*Exercise goal*: Everything in the listing beneath must be transcribed exactly.

*Exercise materials*:
★ ★ ★ ★ ★

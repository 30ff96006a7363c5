//! Bit-granular stream I/O.
//!
//! Compressed streams are read and written in groups of 1 to 32 bits, most
//! significant bit first. [`BitRead`] and [`BitWrite`] describe the
//! operations the compressors rely on; [`BitReader`] and [`BitWriter`] are
//! buffered implementations over any `Read + Seek` source and `Write` sink.

use std::io::{self, Read, Seek, SeekFrom, Write};

use crate::error::Result;

/// Default byte buffer size for bit streams (8 KB).
pub const DEFAULT_BIT_BUFFER: usize = 8 * 1024;

/// Largest group that can be transferred in one call.
pub const MAX_BITS_PER_CALL: u8 = 32;

/// A readable, rewindable source of bits.
pub trait BitRead {
    /// Read `n` bits (`n <= 32`), most significant bit first.
    ///
    /// Returns `Ok(None)` once fewer than `n` bits remain.
    fn read_bits(&mut self, n: u8) -> Result<Option<u32>>;

    /// Rewind to the first bit of the stream.
    fn reset(&mut self) -> Result<()>;

    /// Number of bits consumed since creation or the last reset.
    fn bits_read(&self) -> u64;

    /// Read a single bit.
    #[inline]
    fn read_bit(&mut self) -> Result<Option<bool>> {
        Ok(self.read_bits(1)?.map(|bit| bit == 1))
    }
}

/// A writable sink of bits.
pub trait BitWrite {
    /// Write the low `n` bits of `value` (`n <= 32`), most significant bit first.
    fn write_bits(&mut self, n: u8, value: u32) -> Result<()>;

    /// Total bits emitted so far, including flush padding.
    fn bits_written(&self) -> u64;

    /// Pad the current byte with zero bits and flush the sink.
    fn flush(&mut self) -> Result<()>;
}

#[inline]
fn low_mask(n: u8) -> u64 {
    (1u64 << n) - 1
}

/// Buffered MSB-first bit reader.
pub struct BitReader<R> {
    inner: R,
    buf: Box<[u8]>,
    pos: usize,
    len: usize,
    eof: bool,
    bit_buf: u64,
    bit_count: u8,
    bits_read: u64,
}

impl<R: Read + Seek> BitReader<R> {
    /// Create a new bit reader with the default buffer size.
    pub fn new(inner: R) -> Self {
        Self::with_capacity(DEFAULT_BIT_BUFFER, inner)
    }

    /// Create a new bit reader with the given byte buffer size.
    pub fn with_capacity(capacity: usize, inner: R) -> Self {
        Self {
            inner,
            buf: vec![0u8; capacity.max(1)].into_boxed_slice(),
            pos: 0,
            len: 0,
            eof: false,
            bit_buf: 0,
            bit_count: 0,
            bits_read: 0,
        }
    }

    /// Get a reference to the inner reader.
    pub fn get_ref(&self) -> &R {
        &self.inner
    }

    /// Consume the bit reader, returning the inner reader.
    pub fn into_inner(self) -> R {
        self.inner
    }

    fn next_byte(&mut self) -> io::Result<Option<u8>> {
        if self.pos == self.len {
            if self.eof {
                return Ok(None);
            }
            loop {
                match self.inner.read(&mut self.buf) {
                    Ok(0) => {
                        self.eof = true;
                        return Ok(None);
                    }
                    Ok(n) => {
                        self.pos = 0;
                        self.len = n;
                        break;
                    }
                    Err(e) if e.kind() == io::ErrorKind::Interrupted => continue,
                    Err(e) => return Err(e),
                }
            }
        }
        let byte = self.buf[self.pos];
        self.pos += 1;
        Ok(Some(byte))
    }
}

impl<R: Read + Seek> BitRead for BitReader<R> {
    fn read_bits(&mut self, n: u8) -> Result<Option<u32>> {
        debug_assert!(n <= MAX_BITS_PER_CALL);

        while self.bit_count < n {
            match self.next_byte()? {
                Some(byte) => {
                    self.bit_buf = (self.bit_buf << 8) | byte as u64;
                    self.bit_count += 8;
                }
                None => return Ok(None),
            }
        }

        self.bit_count -= n;
        let value = (self.bit_buf >> self.bit_count) & low_mask(n);
        self.bit_buf &= low_mask(self.bit_count);
        self.bits_read += n as u64;
        Ok(Some(value as u32))
    }

    fn reset(&mut self) -> Result<()> {
        self.inner.seek(SeekFrom::Start(0))?;
        self.pos = 0;
        self.len = 0;
        self.eof = false;
        self.bit_buf = 0;
        self.bit_count = 0;
        self.bits_read = 0;
        Ok(())
    }

    fn bits_read(&self) -> u64 {
        self.bits_read
    }
}

/// Buffered MSB-first bit writer.
///
/// Call [`BitWrite::flush`] or [`BitWriter::finish`] when done; bits still
/// in the accumulator are not written on drop.
pub struct BitWriter<W: Write> {
    inner: W,
    buf: Vec<u8>,
    capacity: usize,
    bit_buf: u64,
    bit_count: u8,
    bits_written: u64,
}

impl<W: Write> BitWriter<W> {
    /// Create a new bit writer with the default buffer size.
    pub fn new(inner: W) -> Self {
        Self::with_capacity(DEFAULT_BIT_BUFFER, inner)
    }

    /// Create a new bit writer with the given byte buffer size.
    pub fn with_capacity(capacity: usize, inner: W) -> Self {
        let capacity = capacity.max(1);
        Self {
            inner,
            buf: Vec::with_capacity(capacity),
            capacity,
            bit_buf: 0,
            bit_count: 0,
            bits_written: 0,
        }
    }

    /// Get a reference to the inner writer.
    ///
    /// Buffered bytes are not visible until the writer is flushed.
    pub fn get_ref(&self) -> &W {
        &self.inner
    }

    /// Flush all pending bits and return the inner writer.
    pub fn finish(mut self) -> Result<W> {
        BitWrite::flush(&mut self)?;
        Ok(self.inner)
    }

    #[inline]
    fn push_byte(&mut self, byte: u8) -> io::Result<()> {
        self.buf.push(byte);
        if self.buf.len() >= self.capacity {
            self.inner.write_all(&self.buf)?;
            self.buf.clear();
        }
        Ok(())
    }
}

impl<W: Write> BitWrite for BitWriter<W> {
    fn write_bits(&mut self, n: u8, value: u32) -> Result<()> {
        debug_assert!(n <= MAX_BITS_PER_CALL);

        self.bit_buf = (self.bit_buf << n) | (value as u64 & low_mask(n));
        self.bit_count += n;
        self.bits_written += n as u64;

        while self.bit_count >= 8 {
            self.bit_count -= 8;
            let byte = (self.bit_buf >> self.bit_count) as u8;
            self.push_byte(byte)?;
        }
        self.bit_buf &= low_mask(self.bit_count);
        Ok(())
    }

    fn bits_written(&self) -> u64 {
        self.bits_written
    }

    fn flush(&mut self) -> Result<()> {
        if self.bit_count > 0 {
            let pad = 8 - self.bit_count;
            let byte = (self.bit_buf << pad) as u8;
            self.bits_written += pad as u64;
            self.bit_buf = 0;
            self.bit_count = 0;
            self.push_byte(byte)?;
        }
        if !self.buf.is_empty() {
            self.inner.write_all(&self.buf)?;
            self.buf.clear();
        }
        self.inner.flush()?;
        Ok(())
    }
}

★ ★ ★ ★ ★

*Response area*:
repository 30ff96006a7363c5
//! Bit-granular stream I/O.
//!
//! Compressed streams are read and written in groups of 1 to 32 bits, most
//! significant bit first. [`BitRead`] and [`BitWrite`] describe the
//! operations the compressors rely on; [`BitReader`] and [`BitWriter`] are
//! buffered implementations over any `Read + Seek` source and `Write` sink.

use std::io::{self, Read, Seek, SeekFrom, Write};

use crate::error::Result;

/// Default byte buffer size for bit streams (8 KB).
pub const DEFAULT_BIT_BUFFER: usize = 8 * 1024;

/// Largest group that can be transferred in one call.
pub const MAX_BITS_PER_CALL: u8 = 32;

/// A readable, rewindable source of bits.
pub trait BitRead {
    /// Read `n` bits (`n <= 32`), most significant bit first.
    ///
    /// Returns `Ok(None)` once fewer than `n` bits remain.
    fn read_bits(&mut self, n: u8) -> Result<Option<u32>>;

    /// Rewind to the first bit of the stream.
    fn reset(&mut self) -> Result<()>;

    /// Number of bits consumed since creation or the last reset.
    fn bits_read(&self) -> u64;

    /// Read a single bit.
    #[inline]
    fn read_bit(&mut self) -> Result<Option<bool>> {
        Ok(self.read_bits(1)?.map(|bit| bit == 1))
    }
}

/// A writable sink of bits.
pub trait BitWrite {
    /// Write the low `n` bits of `value` (`n <= 32`), most significant bit first.
    fn write_bits(&mut self, n: u8, value: u32) -> Result<()>;

    /// Total bits emitted so far, including flush padding.
    fn bits_written(&self) -> u64;

    /// Pad the current byte with zero bits and flush the sink.
    fn flush(&mut self) -> Result<()>;
}

#[inline]
fn low_mask(n: u8) -> u64 {
    (1u64 << n) - 1
}

/// Buffered MSB-first bit reader.
pub struct BitReader<R> {
    inner: R,
    buf: Box<[u8]>,
    pos: usize,
    len: usize,
    eof: bool,
    bit_buf: u64,
    bit_count: u8,
    bits_read: u64,
}

impl<R: Read + Seek> BitReader<R> {
    /// Create a new bit reader with the default buffer size.
    pub fn new(inner: R) -> Self {
        Self::with_capacity(DEFAULT_BIT_BUFFER, inner)
    }

    /// Create a new bit reader with the given byte buffer size.
    pub fn with_capacity(capacity: usize, inner: R) -> Self {
        Self {
            inner,
            buf: vec![0u8; capacity.max(1)].into_boxed_slice(),
            pos: 0,
            len: 0,
            eof: false,
            bit_buf: 0,
            bit_count: 0,
            bits_read: 0,
        }
    }

    /// Get a reference to the inner reader.
    pub fn get_ref(&self) -> &R {
        &self.inner
    }

    /// Consume the bit reader, returning the inner reader.
    pub fn into_inner(self) -> R {
        self.inner
    }

    fn next_byte(&mut self) -> io::Result<Option<u8>> {
        if self.pos == self.len {
            if self.eof {
                return Ok(None);
            }
            loop {
                match self.inner.read(&mut self.buf) {
                    Ok(0) => {
                        self.eof = true;
                        return Ok(None);
                    }
                    Ok(n) => {
                        self.pos = 0;
                        self.len = n;
                        break;
                    }
                    Err(e) if e.kind() == io::ErrorKind::Interrupted => continue,
                    Err(e) => return Err(e),
                }
            }
        }
        let byte = self.buf[self.pos];
        self.pos += 1;
        Ok(Some(byte))
    }
}

impl<R: Read + Seek> BitRead for BitReader<R> {
    fn read_bits(&mut self, n: u8) -> Result<Option<u32>> {
        debug_assert!(n <= MAX_BITS_PER_CALL);

        while self.bit_count < n {
            match self.next_byte()? {
                Some(byte) => {
                    self.bit_buf = (self.bit_buf << 8) | byte as u64;
                    self.bit_count += 8;
                }
                None => return Ok(None),
            }
        }

        self.bit_count -= n;
        let value = (self.bit_buf >> self.bit_count) & low_mask(n);
        self.bit_buf &= low_mask(self.bit_count);
        self.bits_read += n as u64;
        Ok(Some(value as u32))
    }

    fn reset(&mut self) -> Result<()> {
        self.inner.seek(SeekFrom::Start(0))?;
        self.pos = 0;
        self.len = 0;
        self.eof = false;
        self.bit_buf = 0;
        self.bit_count = 0;
        self.bits_read = 0;
        Ok(())
    }

    fn bits_read(&self) -> u64 {
        self.bits_read
    }
}

/// Buffered MSB-first bit writer.
///
/// Call [`BitWrite::flush`] or [`BitWriter::finish`] when done; bits still
/// in the accumulator are not written on drop.
pub struct BitWriter<W: Write> {
    inner: W,
    buf: Vec<u8>,
    capacity: usize,
    bit_buf: u64,
    bit_count: u8,
    bits_written: u64,
}

impl<W: Write> BitWriter<W> {
    /// Create a new bit writer with the default buffer size.
    pub fn new(inner: W) -> Self {
        Self::with_capacity(DEFAULT_BIT_BUFFER, inner)
    }

    /// Create a new bit writer with the given byte buffer size.
    pub fn with_capacity(capacity: usize, inner: W) -> Self {
        let capacity = capacity.max(1);
        Self {
            inner,
            buf: Vec::with_capacity(capacity),
            capacity,
            bit_buf: 0,
            bit_count: 0,
            bits_written: 0,
        }
    }

    /// Get a reference to the inner writer.
    ///
    /// Buffered bytes are not visible until the writer is flushed.
    pub fn get_ref(&self) -> &W {
        &self.inner
    }

    /// Flush all pending bits and return the inner writer.
    pub fn finish(mut self) -> Result<W> {
        BitWrite::flush(&mut self)?;
        Ok(self.inner)
    }

    #[inline]
    fn push_byte(&mut self, byte: u8) -> io::Result<()> {
        self.buf.push(byte);
        if self.buf.len() >= self.capacity {
            self.inner.write_all(&self.buf)?;
            self.buf.clear();
        }
        Ok(())
    }
}

impl<W: Write> BitWrite for BitWriter<W> {
    fn write_bits(&mut self, n: u8, value: u32) -> Result<()> {
        debug_assert!(n <= MAX_BITS_PER_CALL);

        self.bit_buf = (self.bit_buf << n) | (value as u64 & low_mask(n));
        self.bit_count += n;
        self.bits_written += n as u64;

        while self.bit_count >= 8 {
            self.bit_count -= 8;
            let byte = (self.bit_buf >> self.bit_count) as u8;
            self.push_byte(byte)?;
        }
        self.bit_buf &= low_mask(self.bit_count);
        Ok(())
    }

    fn bits_written(&self) -> u64 {
        self.bits_written
    }

    fn flush(&mut self) -> Result<()> {
        if self.bit_count > 0 {
            let pad = 8 - self.bit_count;
            let byte = (self.bit_buf << pad) as u8;
            self.bits_written += pad as u64;
            self.bit_buf = 0;
            self.bit_count = 0;
            self.push_byte(byte)?;
        }
        if !self.buf.is_empty() {
            self.inner.write_all(&self.buf)?;
            self.buf.clear();
        }
        self.inner.flush()?;
        Ok(())
    }
}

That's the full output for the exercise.